Slovene poetry, Kosovel, Srečko, Italian poetry, Trieste, literary avant-garde, futurism, literary influences

Abstract

In focusing on Italian Trieste and, in particular, on as large as possible a corpus of Triestine poetry contemporary with Kosovel, my paper provides a perspective that is entirely peripheral and “exterior”. Special attention is paid to the Futurist avant-garde: the Futurist leader Marinetti considered Trieste as Futurist city par excellence and the first Futurist soirees took place at Teatro Rossetti between 1909 and 1910. Futurism attracted a large group of local artists, some of whom (e.g.

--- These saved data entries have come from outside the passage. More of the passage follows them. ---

//! Dispatch Queue & Worker
//!
//! Requests are accepted synchronously, queued in submission order, and
//! executed by sequential lanes.
//!
//! # Lanes
//!
//! ```text
//!                        ┌─────────────────────────────────────┐
//!  submit() ──mpsc──>    │ single:      one lane, global FIFO  │
//!                        │ per_backend: forwarder ──> lane[a]  │
//!                        │                        ──> lane[b]  │
//!                        └─────────────────────────────────────┘
//! ```
//!
//! Every lane processes one request at a time:
//!
//! 1. Re-resolve the backend against the current registry snapshot
//! 2. Mark it busy and count the request
//! 3. Execute (in its own task, optionally under a timeout)
//! 4. Charge tokens and append a history record
//! 5. Mark it ready and invoke the completion handler exactly once

use std::collections::HashMap;
use std::panic::AssertUnwindSafe;
use std::sync::atomic::{AtomicU64, AtomicUsize, Ordering};
use std::sync::Arc;
use std::time::Duration;

use chrono::{DateTime, Utc};
use parking_lot::Mutex;
use serde::{Deserialize, Serialize};
use thiserror::Error;
use tokio::sync::mpsc;
use tokio::task::JoinHandle;

use super::ledger::{summarize, HistoryRecord, UsageLedger};
use super::policy::{SelectionCriteria, SelectionReason};
use super::registry::{BackendDefinition, ModelRegistry};
use crate::backend::{ExecutionOutput, Executor, Payload};

// ============================================================================
// Request Identity
// ============================================================================

/// Unique request identifier
///
/// Built from the submission time, a CRC32 fingerprint of the payload, and
/// a process-local sequence number.
#[derive(Clone, Debug, PartialEq, Eq, Hash, PartialOrd, Ord, Serialize, Deserialize)]
#[serde(transparent)]
pub struct RequestId(String);

impl RequestId {
    /// Generate a new request ID
    #[must_use]
    pub fn generate(payload: &Payload, submitted_at: DateTime<Utc>) -> Self {
        static COUNTER: AtomicU64 = AtomicU64::new(0);
        let count = COUNTER.fetch_add(1, Ordering::SeqCst);
        let fingerprint = crc32fast::hash(payload.to_string().as_bytes());

        Self(format!(
            "req_{}_{fingerprint:08x}_{count}",
            submitted_at.timestamp_millis()
        ))
    }

    /// Get the string value
    #[must_use]
    pub fn as_str(&self) -> &str {
        &self.0
    }
}

impl std::fmt::Display for RequestId {
    fn fmt(&self, f: &mut std::fmt::Formatter<'_>) -> std::fmt::Result {
        write!(f, "{}", self.0)
    }
}

// ============================================================================
// Submission
// ============================================================================

/// Lifecycle state reported for a request
#[derive(Clone, Copy, Debug, PartialEq, Eq, Serialize, Deserialize)]
#[serde(rename_all = "snake_case")]
pub enum DispatchStatus {
    /// Queued, not yet finished
    Pending,
    /// Executed successfully
    Completed,
    /// Finished with an error
    Failed,
}

/// A request as submitted by a caller
#[derive(Clone, Debug, Default, PartialEq, Serialize, Deserialize)]
pub struct SubmitRequest {
    /// Selection requirements
    #[serde(flatten)]
    pub criteria: SelectionCriteria,

    /// Opaque body handed to the executor
    #[serde(default)]
    pub payload: Payload,

    /// Skip selection and use this backend
    #[serde(default, skip_serializing_if = "Option::is_none")]
    pub backend_id: Option<String>,
}

impl SubmitRequest {
    /// Request with a payload and no requirements
    pub fn new(payload: Payload) -> Self {
        Self {
            payload,
            ..Default::default()
        }
    }

    /// Require capabilities
    #[must_use]
    pub fn with_capabilities<I, S>(mut self, capabilities: I) -> Self
    where
        I: IntoIterator<Item = S>,
        S: Into<String>,
    {
        self.criteria.capabilities = capabilities.into_iter().map(Into::into).collect();
        self
    }

    /// Set the token estimate
    #[must_use]
    pub fn with_token_estimate(mut self, tokens: u64) -> Self {
        self.criteria.token_estimate = Some(tokens);
        self
    }

    /// Set the caller
    #[must_use]
    pub fn with_caller(mut self, caller_id: impl Into<String>) -> Self {
        self.criteria.caller_id = Some(caller_id.into());
        self
    }

    /// Set the cost tier
    #[must_use]
    pub fn with_cost_tier(mut self, tier: impl Into<String>) -> Self {
        self.criteria.cost_tier = Some(tier.into());
        self
    }

    /// Pin to a backend, bypassing selection
    #[must_use]
    pub fn pinned_to(mut self, backend_id: impl Into<String>) -> Self {
        self.backend_id = Some(backend_id.into());
        self
    }
}

/// Returned synchronously by `submit`
#[derive(Clone, Debug, PartialEq, Eq, Serialize, Deserialize)]
pub struct SubmitReceipt {
    /// Assigned request id
    pub request_id: RequestId,
    /// Backend the request was queued for
    pub backend_id: String,
    /// Always `pending` at submission
    pub status: DispatchStatus,
    /// Why the backend was chosen
    pub reason: SelectionReason,
}

/// Rejections returned synchronously from `submit`
#[derive(Clone, Debug, PartialEq, Eq, Error)]
pub enum DispatchError {
    /// Selection fell through to a default backend that is not configured
    #[error("no backend could be resolved and no default backend is configured")]
    NoBackendResolved,

    /// The resolved backend is not enabled
    #[error("backend not found: {0}")]
    BackendNotFound(String),

    /// The queue no longer accepts requests
    #[error("dispatcher is shutting down")]
    ShuttingDown,

    /// The outcome channel closed before delivery
    #[error("request was abandoned before completing")]
    Abandoned,
}

// ============================================================================
// Completion
// ============================================================================

/// Invoked exactly once with the outcome of an accepted request
pub type CompletionHandler = Box<dyn FnOnce(DispatchOutcome) + Send + 'static>;

/// Why an accepted request did not produce output
#[derive(Clone, Debug, PartialEq, Eq, Serialize, Deserialize)]
#[serde(tag = "kind", content = "detail", rename_all = "snake_case")]
pub enum DispatchFailure {
    /// Backend vanished between submission and execution
    BackendNotFound,
    /// The executor reported an error
    Execution(String),
    /// Execution exceeded the configured timeout
    TimedOut {
        /// Configured limit in milliseconds
        after_ms: u64,
    },
    /// The executor panicked
    Panicked(String),
}
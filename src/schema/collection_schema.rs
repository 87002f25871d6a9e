// Copyright 2025 ProximaDB
//
// Licensed under the Apache License, Version 2.0 (the "License");
// you may not use this file except in compliance with the License.

//! Schema Synthesis
//!
//! Maps the inbound descriptors of a [`DocumentLayout`] onto store-native field
//! definitions and checks the collection-level invariants: exactly one primary key of
//! type `i64` or `String`, at most one index field.

use serde::{Deserialize, Serialize};
use std::collections::BTreeMap;
use tracing::debug;

use super::descriptor::{DocumentLayout, FieldDescriptor};
use super::types::{SemanticType, StoreType};
use crate::core::errors::ConfigError;

/// VarChar capacity used when a field has no `max-length` parameter
pub const DEFAULT_MAX_LENGTH: usize = 65535;

/// Type parameter key holding a vector dimension
pub const DIMENSION_PARAM: &str = "dim";

/// Type parameter key holding a VarChar capacity
pub const MAX_LENGTH_PARAM: &str = "max_length";

/// Store-facing projection of one inbound field
#[derive(Debug, Clone, PartialEq, Eq, Serialize, Deserialize)]
pub struct FieldDefinition {
    pub name: String,
    pub store_type: StoreType,
    pub is_primary_key: bool,
    pub type_params: BTreeMap<String, String>,
}

impl FieldDefinition {
    fn from_descriptor(descriptor: &FieldDescriptor) -> Result<Self, ConfigError> {
        let store_type =
            descriptor
                .semantic_type
                .store_type()
                .ok_or_else(|| ConfigError::UnsupportedType {
                    field: descriptor.name.clone(),
                    semantic_type: descriptor.semantic_type.to_string(),
                })?;

        let mut type_params = BTreeMap::new();
        match store_type {
            StoreType::FloatVector | StoreType::BinaryVector => {
                let dimension = descriptor.dimension.ok_or_else(|| ConfigError::MissingDimension {
                    field: descriptor.name.clone(),
                })?;
                type_params.insert(DIMENSION_PARAM.to_string(), dimension.to_string());
            }
            StoreType::VarChar => {
                let max_length = descriptor.max_length.unwrap_or(DEFAULT_MAX_LENGTH);
                type_params.insert(MAX_LENGTH_PARAM.to_string(), max_length.to_string());
            }
            _ => {}
        }

        Ok(Self {
            name: descriptor.name.clone(),
            store_type,
            is_primary_key: descriptor.is_primary_key,
            type_params,
        })
    }

    /// Declared vector dimension; bits for binary vectors
    pub fn dimension(&self) -> Option<usize> {
        self.type_params
            .get(DIMENSION_PARAM)
            .and_then(|v| v.parse().ok())
    }

    pub fn max_length(&self) -> Option<usize> {
        self.type_params
            .get(MAX_LENGTH_PARAM)
            .and_then(|v| v.parse().ok())
    }

    /// Expected element count of one vector value
    pub fn vector_len(&self) -> Option<usize> {
        match self.store_type {
            StoreType::FloatVector => self.dimension(),
            StoreType::BinaryVector => self.dimension().map(|bits| bits / 8),
            _ => None,
        }
    }
}

/// Store schema of one collection; immutable once synthesized
#[derive(Debug, Clone, PartialEq, Eq, Serialize, Deserialize)]
pub struct CollectionSchema {
    pub collection_name: String,
    pub description: String,
    /// Keys are always supplied by documents
    pub auto_id: bool,
    /// Inbound fields in declaration order
    pub fields: Vec<FieldDefinition>,
    pub primary_key_field: String,
    /// Vector field searched by similarity
    pub index_field: Option<String>,
}

/// Collection name derived from a document type name
pub fn default_collection_name(type_name: &str) -> String {
    format!("{}s", type_name)
}

/// Outbound field names in declaration order, the projection of every search
pub fn select_output_fields(layout: &DocumentLayout) -> Vec<String> {
    layout.output_fields()
}

impl CollectionSchema {
    /// Build the schema for `layout` under `collection_name`
    pub fn synthesize(
        layout: &DocumentLayout,
        collection_name: impl Into<String>,
    ) -> Result<Self, ConfigError> {
        let collection_name = collection_name.into();

        let fields = layout
            .inbound()
            .map(FieldDefinition::from_descriptor)
            .collect::<Result<Vec<_>, _>>()?;

        let primary_keys: Vec<&FieldDescriptor> =
            layout.inbound().filter(|d| d.is_primary_key).collect();
        if primary_keys.len() != 1 {
            return Err(ConfigError::PrimaryKeyCount {
                count: primary_keys.len(),
                fields: primary_keys.iter().map(|d| d.name.clone()).collect(),
            });
        }
        let primary_key = primary_keys[0];
        if !matches!(
            primary_key.semantic_type,
            SemanticType::Int64 | SemanticType::String
        ) {
            return Err(ConfigError::InvalidPrimaryKeyType {
                field: primary_key.name.clone(),
                semantic_type: primary_key.semantic_type.to_string(),
            });
        }

        let index_field = Self::select_index_field(layout)?;

        let schema = Self {
            description: format!("collection of {}s", layout.type_name()),
            collection_name,
            auto_id: false,
            fields,
            primary_key_field: primary_key.name.clone(),
            index_field,
        };

        debug!(
            "📋 Synthesized schema {}: {} fields, primary key '{}', index field {:?}",
            schema.collection_name,
            schema.fields.len(),
            schema.primary_key_field,
            schema.index_field
        );
        Ok(schema)
    }

    fn select_index_field(layout: &DocumentLayout) -> Result<Option<String>, ConfigError> {
        let tagged: Vec<&FieldDescriptor> = layout
            .descriptors()
            .iter()
            .filter(|d| d.is_indexed_vector)
            .collect();

        match tagged.as_slice() {
            [] => {
                let mut vectors = layout.inbound().filter(|d| d.semantic_type.is_vector());
                match (vectors.next(), vectors.next()) {
                    (Some(only), None) => Ok(Some(only.name.clone())),
                    _ => Ok(None),
                }
            }
            [field] if !field.is_inbound => Err(ConfigError::invalid_tag(
                &field.name,
                "`indexed` field must also be tagged `in`",
            )),
            [field] => Ok(Some(field.name.clone())),
            many => Err(ConfigError::MultipleIndexFields {
                fields: many.iter().map(|d| d.name.clone()).collect(),
            }),
        }
    }

    pub fn field(&self, name: &str) -> Option<&FieldDefinition> {
        self.fields.iter().find(|f| f.name == name)
    }

    pub fn primary_key(&self) -> Option<&FieldDefinition> {
        self.field(&self.primary_key_field)
    }

    /// Store type of the primary key column
    pub fn primary_key_type(&self) -> StoreType {
        self.primary_key()
            .map(|f| f.store_type)
            .unwrap_or(StoreType::Int64)
    }

    pub fn index_definition(&self) -> Option<&FieldDefinition> {
        self.index_field.as_deref().and_then(|name| self.field(name))
    }
}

Carmelich and Černigoj) were personally known by and became close to Kosovel, including the poets Sanzin and Miletti, who enthusiastically espoused Futurist linguistic experimentalism, as well as the movement’s national/nationalist tendencies. Poetry of national and romantic inspiration is also of fundamental importance: Slataper’s vitalist approach to the rugged Karst region, though pre-War, provides scope for comparative approaches. Nationalist poetry, much of which officially compromised with the Fascist regime (Cambon, Corraj, Alma Sperante), is equally integral to the Triestine cultural landscape of the 1920s and 30s. By shedding light on a significant portion of poetry in Italian arising from the vibrant, if largely hostile, cultural environment of Trieste, my paper invites an implicit rather than explicit assessment of Kosovel’s role and contribution to the European avant-garde.